Yann wrote:I have been a RealBasic developer for many years, have tested the Web Edition several times and am buying a license right now. It's a very different product, not really suitable in its current state for creating big websites, but already impressive and increasingly powerful for prototyping and developing web apps in no time. I really wish RunRev would have taken that route for the LiveCode server, rather than their pretty anemic solution : full WYSIWYG editor for the controls, 100% RealBasic language for interface programing (not only for the logic and data management), standalone server built right from the editor, etc... but RunRev are far from that.
True, for database apps RB/WE is a nice toolkit.
For the LiveCode audience, however, it may not be an ideal fit, at least in terms of meeting expectations raised by the RevWeb plugin.
While a great many LiveCoders make DB frontends, there are at least as many making interactive graphical simulations, multimedia presentations, and other UIs that a RB/WE-like solution can't address.
The RevServer product takes us a step in that direction, allowing us to craft CGIs using LiveCode on the backend. In fact, I had the pleasure of using it to port a custom search engine we'd used in a desktop product to a web version, requiring only a few lines of additional code to wrap the output in HTML but otherwise it all just ran great without further modification.
While RB's being multi-threaded does indeed provide a measurable performance boost in allowing it to run gracefully under Fast-CGI, the nature of multi-threaded systems can require careful coding to avoid race conditions. The RevServer engine is single-threaded, but in practice the performance difference is relatively minor (best measured in milliseconds), and being a single-threaded CGI means that each instance is a discrete process, eliminating the potential for race conditions for the relatively low cost of a couple MBs of RAM.
True, that additional memory overhead can add up on servers with a lot of traffic, but few of us are making Google.

For most of the sites of the scope we manage, RevServer performs admirably well, sometimes surprisingly so. I've made CMSes with it that are not only simpler to use than Drupal, but require 1/5th the memory and 1/20th the processing time to generate a page. Given how many thousands of devs find the resource footprint of Drupal acceptable, besting it several times over should suffice for many real-world needs.
The biggest advantage RB/WE has over LC is the integration of Web UI layout in the IDE. They do a fine job with that, and while this is the sort of thing anyone in the LiveCode community could do as a plugin if they choose, apparently the community hasn't yet found the need great enough to do so.
I've written LC->HTML translators so I have a feel for what's involved. Mine have thus far been very specialized for specific apps, and indeed it's quite a bit of work to generalize for other uses.

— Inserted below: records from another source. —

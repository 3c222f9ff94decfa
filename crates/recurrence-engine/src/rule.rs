//! The recurrence data model.
//!
//! A [`RecurrenceRule`] is the fully-resolved description of a repeating
//! series: the kind of repetition, its interval, the fields that pin the
//! pattern to concrete calendar days, the first occurrence's start/end
//! (which fix the time-of-day and duration for every occurrence), and an
//! optional end bound. Rules are constructed transiently per request —
//! decoded from storage or assembled from a submission — and are immutable
//! once handed to the expansion algorithm.
//!
//! Calendar stepping is timezone-relative: day, week, and month boundaries
//! are computed in the rule's timezone via `chrono-tz`, never by dividing
//! UTC milliseconds.

use std::collections::BTreeSet;

use chrono::{Datelike, NaiveDate, NaiveTime, TimeZone, Weekday};
use chrono_tz::Tz;
use serde::Serialize;

use crate::error::{RecurrenceError, Result};

// ── Calendar constants ──────────────────────────────────────────────────────

/// One day in milliseconds.
pub const DAY_MS: i64 = 86_400_000;
/// One week in milliseconds.
pub const WEEK_MS: i64 = 604_800_000;
/// One 30-day month-step unit in milliseconds. Used only to pad the
/// implicit-until search window, never for real month arithmetic.
pub const MONTH_STEP_MS: i64 = 2_678_400_000;
/// One 365-day year unit in milliseconds.
pub const YEAR_MS: i64 = 31_536_000_000;

/// Hard ceiling on the number of occurrences a single expansion emits.
pub const MAX_RESULTS: u32 = 999;

/// Open-ended horizon for non-yearly rules, in year units past the start.
pub const DEFAULT_HORIZON_YEARS: i64 = 4;
/// Open-ended horizon for yearly rules, in year units past the start.
pub const YEARLY_HORIZON_YEARS: i64 = 99;

// ── Recurrence kind ─────────────────────────────────────────────────────────

/// The six families of repetition.
///
/// "No recurrence" is not a seventh variant; callers model it as
/// `Option<RecurrenceKind>` at the edges. The persisted integer codes for
/// these variants live only inside the pattern codec.
#[derive(Debug, Clone, Copy, PartialEq, Eq, Serialize)]
pub enum RecurrenceKind {
    /// Every `interval` days.
    Daily,
    /// Selected weekdays of every `interval`-th week.
    Weekly,
    /// A fixed day number of every `interval`-th month.
    MonthlyByDayOfMonth,
    /// The nth (or last) matching weekday of every `interval`-th month.
    MonthlyByWeekday,
    /// A fixed day number of a fixed month, every `interval`-th year.
    YearlyByDayOfMonth,
    /// The nth (or last) matching weekday of a fixed month, every
    /// `interval`-th year.
    YearlyByWeekday,
}

impl RecurrenceKind {
    /// Whether the kind steps in years (and therefore gets the long
    /// open-ended horizon).
    pub fn is_yearly(self) -> bool {
        matches!(self, Self::YearlyByDayOfMonth | Self::YearlyByWeekday)
    }

    /// Whether the kind resolves occurrences through an (ordinal, weekday)
    /// pair rather than a plain day number.
    pub fn is_by_weekday(self) -> bool {
        matches!(self, Self::MonthlyByWeekday | Self::YearlyByWeekday)
    }
}

// ── Weekday set (weekly rules) ──────────────────────────────────────────────

/// The set of weekdays a weekly rule fires on.
///
/// Internally the persisted 7-bit mask (`Sun=1, Mon=2, … Sat=64`), but the
/// raw bits only cross into public view at the codec boundary.
#[derive(Debug, Clone, Copy, PartialEq, Eq, Serialize)]
pub struct WeekdaySet(u8);

impl WeekdaySet {
    /// The full mask space a weekly rule may occupy.
    pub const ALL_BITS: u8 = 0x7f;

    /// Just Monday — the repair target for an empty weekly mask.
    pub const MONDAY: WeekdaySet = WeekdaySet(1 << 1);

    /// Build a set from persisted mask bits, keeping only the seven
    /// weekday bits.
    pub fn from_bits(bits: u8) -> WeekdaySet {
        WeekdaySet(bits & Self::ALL_BITS)
    }

    pub fn from_weekdays(days: &[Weekday]) -> WeekdaySet {
        let mut bits = 0u8;
        for day in days {
            bits |= bit_of(*day);
        }
        WeekdaySet(bits)
    }

    pub fn bits(self) -> u8 {
        self.0
    }

    pub fn is_empty(self) -> bool {
        self.0 == 0
    }

    pub fn contains(self, day: Weekday) -> bool {
        self.0 & bit_of(day) != 0
    }

    /// The selected weekdays in ascending offset-from-Monday order — the
    /// order the weekly expansion visits them within a week.
    pub fn iter_from_monday(self) -> impl Iterator<Item = Weekday> {
        (0..7u32)
            .map(|offset| weekday_from_monday_offset(offset))
            .filter(move |day| self.contains(*day))
    }
}

fn bit_of(day: Weekday) -> u8 {
    1 << day.num_days_from_sunday()
}

fn weekday_from_monday_offset(offset: u32) -> Weekday {
    match offset % 7 {
        0 => Weekday::Mon,
        1 => Weekday::Tue,
        2 => Weekday::Wed,
        3 => Weekday::Thu,
        4 => Weekday::Fri,
        5 => Weekday::Sat,
        _ => Weekday::Sun,
    }
}

// ── Weekday selector (by-weekday monthly/yearly rules) ──────────────────────

/// Which day an (ordinal, weekday) rule selects within its target month.
///
/// The three pseudo-days share the persisted mask space with the seven
/// real weekdays; internally they are distinct variants and the mask
/// conversion happens only in the codec.
#[derive(Debug, Clone, Copy, PartialEq, Eq, Serialize)]
pub enum WeekdaySelector {
    /// One concrete weekday (e.g. "second Tuesday").
    Fixed(Weekday),
    /// Any calendar day ("the 3rd day of the month").
    AnyDay,
    /// Any Monday–Friday day.
    AnyWeekday,
    /// Any Saturday or Sunday.
    AnyWeekendDay,
}

/// Mask value for the "any day" pseudo-day.
pub const MASK_ANY_DAY: u8 = 0x7f;
/// Mask value for the "any weekday" (Mon–Fri) pseudo-day.
pub const MASK_ANY_WEEKDAY: u8 = 0x3e;
/// Mask value for the "any weekend day" (Sat/Sun) pseudo-day.
pub const MASK_ANY_WEEKEND_DAY: u8 = 0x41;

impl WeekdaySelector {
    /// Decode a persisted mask value. `None` for anything that is neither
    /// a single weekday bit nor one of the three pseudo-day values.
    pub fn from_mask(bits: u8) -> Option<WeekdaySelector> {
        match bits {
            MASK_ANY_DAY => Some(WeekdaySelector::AnyDay),
            MASK_ANY_WEEKDAY => Some(WeekdaySelector::AnyWeekday),
            MASK_ANY_WEEKEND_DAY => Some(WeekdaySelector::AnyWeekendDay),
            _ => {
                if bits.count_ones() == 1 {
                    (0..7u32)
                        .map(weekday_from_monday_offset)
                        .find(|day| bit_of(*day) == bits)
                        .map(WeekdaySelector::Fixed)
                } else {
                    None
                }
            }
        }
    }

    pub fn to_mask(self) -> u8 {
        match self {
            WeekdaySelector::Fixed(day) => bit_of(day),
            WeekdaySelector::AnyDay => MASK_ANY_DAY,
            WeekdaySelector::AnyWeekday => MASK_ANY_WEEKDAY,
            WeekdaySelector::AnyWeekendDay => MASK_ANY_WEEKEND_DAY,
        }
    }

    /// Whether `date` is one of the days this selector matches.
    pub fn matches(self, date: NaiveDate) -> bool {
        match self {
            WeekdaySelector::Fixed(day) => date.weekday() == day,
            WeekdaySelector::AnyDay => true,
            WeekdaySelector::AnyWeekday => !is_weekend(date.weekday()),
            WeekdaySelector::AnyWeekendDay => is_weekend(date.weekday()),
        }
    }
}

fn is_weekend(day: Weekday) -> bool {
    matches!(day, Weekday::Sat | Weekday::Sun)
}

// ── Recurrence rule ─────────────────────────────────────────────────────────

/// A fully-resolved recurrence rule.
///
/// Field presence depends on the kind; the strict validator enforces the
/// per-kind requirements on the write path, while decode-time
/// auto-correction repairs out-of-range values on the read path. Exactly
/// one of `until` / `occurrence_count` is authoritative for termination;
/// with neither, expansion is bounded by an implicit horizon that exists
/// purely for loop termination.
#[derive(Debug, Clone, PartialEq, Eq)]
pub struct RecurrenceRule {
    pub kind: RecurrenceKind,
    /// Steps of the kind's unit between occurrences, ≥ 1.
    pub interval: u32,
    /// Weekly rules: the weekdays that fire within each selected week.
    pub weekdays: Option<WeekdaySet>,
    /// By-weekday rules: which day the ordinal counts.
    pub weekday: Option<WeekdaySelector>,
    /// Day-of-month rules: 1–31. By-weekday rules: ordinal 1–5, where 5
    /// means "last".
    pub day_in_month: Option<u32>,
    /// Yearly rules: target month, 0–11.
    pub month: Option<u32>,
    /// Start of the first occurrence, epoch ms. Fixes the time-of-day of
    /// every occurrence.
    pub start: Option<i64>,
    /// End of the first occurrence, epoch ms. Fixes the duration.
    pub end: Option<i64>,
    /// `start` stripped to local midnight — the stepping anchor.
    pub recurring_start: Option<i64>,
    /// Inclusive end instant of the series.
    pub until: Option<i64>,
    /// Occurrence cap, mutually substitutable with `until`.
    pub occurrence_count: Option<u32>,
    /// Timezone the calendar stepping happens in.
    pub timezone: Tz,
}

impl RecurrenceRule {
    /// A rule skeleton with nothing but kind, interval, and timezone set.
    pub fn new(kind: RecurrenceKind, interval: u32, timezone: Tz) -> RecurrenceRule {
        RecurrenceRule {
            kind,
            interval,
            weekdays: None,
            weekday: None,
            day_in_month: None,
            month: None,
            start: None,
            end: None,
            recurring_start: None,
            until: None,
            occurrence_count: None,
            timezone,
        }
    }

    /// Set the first occurrence's start/end and derive the normalized
    /// stepping anchor from the start.
    pub fn with_dates(mut self, start: i64, end: i64) -> RecurrenceRule {
        self.start = Some(start);
        self.end = Some(end);
        self.recurring_start = Some(normalize_ms(start, self.timezone));
        self
    }

    /// The stepping anchor, or `MissingStartDate`.
    pub fn anchor(&self) -> Result<i64> {
        self.recurring_start.ok_or(RecurrenceError::MissingStartDate)
    }

    /// Milliseconds from local midnight to the occurrence start.
    pub fn time_of_day_offset(&self) -> i64 {
        match (self.start, self.recurring_start) {
            (Some(start), Some(anchor)) => start - anchor,
            _ => 0,
        }
    }

    /// The first occurrence's duration in milliseconds.
    pub fn duration(&self) -> i64 {
        match (self.start, self.end) {
            (Some(start), Some(end)) => end - start,
            _ => 0,
        }
    }

    /// The instant the expansion loop must not step past. The explicit
    /// `until` when present, otherwise the implicit horizon (4 year units,
    /// 99 for yearly kinds) padded by one month-step unit so a
    /// count-derived boundary occurrence is never cut off.
    pub fn effective_until(&self) -> Result<i64> {
        let anchor = self.anchor()?;
        Ok(match self.until {
            Some(until) => until,
            None => {
                let years = if self.kind.is_yearly() {
                    YEARLY_HORIZON_YEARS
                } else {
                    DEFAULT_HORIZON_YEARS
                };
                anchor + years * YEAR_MS + MONTH_STEP_MS
            }
        })
    }
}

// ── Exception set ───────────────────────────────────────────────────────────

/// Per-occurrence exceptions, keyed by normalized instant.
///
/// `changes` are occurrences replaced by a standalone modified event
/// elsewhere; `deletes` are occurrences removed entirely. Membership in
/// either set excludes the occurrence from expansion output.
#[derive(Debug, Clone, Default, PartialEq, Eq)]
pub struct ExceptionSet {
    pub changes: BTreeSet<i64>,
    pub deletes: BTreeSet<i64>,
}

impl ExceptionSet {
    pub fn is_empty(&self) -> bool {
        self.changes.is_empty() && self.deletes.is_empty()
    }

    /// Whether a normalized instant is excluded by either set.
    pub fn contains(&self, normalized: i64) -> bool {
        self.changes.contains(&normalized) || self.deletes.contains(&normalized)
    }
}

// ── Timezone-relative calendar helpers ──────────────────────────────────────

/// Parse an IANA timezone identifier into `Tz`.
pub fn parse_timezone(s: &str) -> Result<Tz> {
    s.parse::<Tz>()
        .map_err(|_| RecurrenceError::InvalidTimezone(format!("'{s}'")))
}

/// The local calendar date an instant falls on.
pub fn local_date(ms: i64, tz: Tz) -> NaiveDate {
    match tz.timestamp_millis_opt(ms).earliest() {
        Some(dt) => dt.date_naive(),
        None => chrono::DateTime::from_timestamp_millis(ms)
            .map(|dt| dt.date_naive())
            .unwrap_or(NaiveDate::MIN),
    }
}

/// The instant of local midnight on `date`, in epoch ms.
///
/// Midnight can fall inside a DST gap in a few zones; the first valid
/// instant of the day is used then, probing forward by whole hours.
pub fn local_midnight_ms(date: NaiveDate, tz: Tz) -> i64 {
    let midnight = date.and_time(NaiveTime::MIN);
    if let Some(dt) = tz.from_local_datetime(&midnight).earliest() {
        return dt.timestamp_millis();
    }
    for hour in 1..=3 {
        let probe = midnight + chrono::Duration::hours(hour);
        if let Some(dt) = tz.from_local_datetime(&probe).earliest() {
            return dt.timestamp_millis();
        }
    }
    midnight.and_utc().timestamp_millis()
}

/// Strip the time-of-day from an instant: the local midnight of the local
/// date it falls on. This is the canonical key for exception membership
/// and position lookup.
pub fn normalize_ms(ms: i64, tz: Tz) -> i64 {
    local_midnight_ms(local_date(ms, tz), tz)
}

/// The Monday of the week `date` falls in.
pub fn monday_of_week(date: NaiveDate) -> NaiveDate {
    date - chrono::Duration::days(i64::from(date.weekday().num_days_from_monday()))
}

/// Number of days in a month.
pub fn days_in_month(year: i32, month: u32) -> u32 {
    let (next_year, next_month) = if month == 12 {
        (year + 1, 1)
    } else {
        (year, month + 1)
    };
    match (
        NaiveDate::from_ymd_opt(next_year, next_month, 1),
        NaiveDate::from_ymd_opt(year, month, 1),
    ) {
        (Some(first_next), Some(first)) => (first_next - first).num_days() as u32,
        _ => 0,
    }
}

/// Step `(year, month)` forward by `months`, with `month` 1-based.
pub fn add_months(year: i32, month: u32, months: u32) -> (i32, u32) {
    let index = year as i64 * 12 + i64::from(month) - 1 + i64::from(months);
    ((index.div_euclid(12)) as i32, (index.rem_euclid(12) + 1) as u32)
}

// ── Tests ───────────────────────────────────────────────────────────────────
//! Error types for recurrence-engine operations.

use thiserror::Error;

#[derive(Error, Debug)]
pub enum RecurrenceError {
    /// The persisted pattern string cannot be decoded (unknown key,
    /// unknown kind code, or a value that is not a number). Not
    /// auto-correctable.
    #[error("Malformed recurrence pattern: {0}")]
    MalformedPattern(String),

    /// Strict-validator rejection of a single field on user-submitted
    /// input. Carries the field name and the rejected value.
    #[error("Invalid recurrence field '{field}': {value}")]
    InvalidRuleField { field: &'static str, value: i64 },

    /// The rule has no start date, so it cannot be anchored.
    #[error("Recurrence rule has no start date")]
    MissingStartDate,

    /// No occurrence exists at the requested series position.
    #[error("No occurrence at position {0}")]
    PositionNotFound(u32),

    /// The given instant is not an occurrence of the series.
    #[error("Date {0} is not part of the series")]
    DateNotInSeries(i64),

    /// A single occurrence of a series cannot live in a different folder
    /// than its series root.
    #[error("A recurrence exception cannot be moved to another folder")]
    RecurringExceptionMoveNotAllowed,

    /// The update classifier reached a combination of submitted and
    /// stored state it has no transition for.
    #[error("Ambiguous recurrence update: {0}")]
    AmbiguousUpdateState(String),

    #[error("Invalid timezone: {0}")]
    InvalidTimezone(String),
}

pub type Result<T> = std::result::Result<T, RecurrenceError>;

But as far back as '97, ToolBook provided such tools to publish to the Web, so it's not like it's a new concept or somehow impossible. Indeed, CSS has only gotten more useful since then, so the opportunity is more ripe than ever.
I keep threatening to generalize my own translation tools for this, but alas my clients have kept me far too busy to pursue it. I've been hoping some FOSS-minded soul in the LC commnity will take an interest in managing such a project; I may be able to squeeze in enough time to contribute bits here and there.
In the meantime, HTML/CSS and JavaScript aren't particularly difficult to learn, and with things like the RevIgniter framework on the backend developers can at least enjoy a workflow that exceeds the productivity possible with most PHP-base toolkits, using stuff available right now. Not quite as fluid as RB's, but far broader in terms of the types of Web apps one can deliver.
Yann wrote:I'm not really happy to write this here on the LiveCode forums, because I had sincere hope in LiveCode on the web.
Personally, I'm very glad these forums support a diverse community with a broad range of experience, so I think your post was valuable and look forward to more from you. Diverse experience is how we all learn, and provides opportunities to encourage growth for the LiveCode platform in interesting and valuable directions.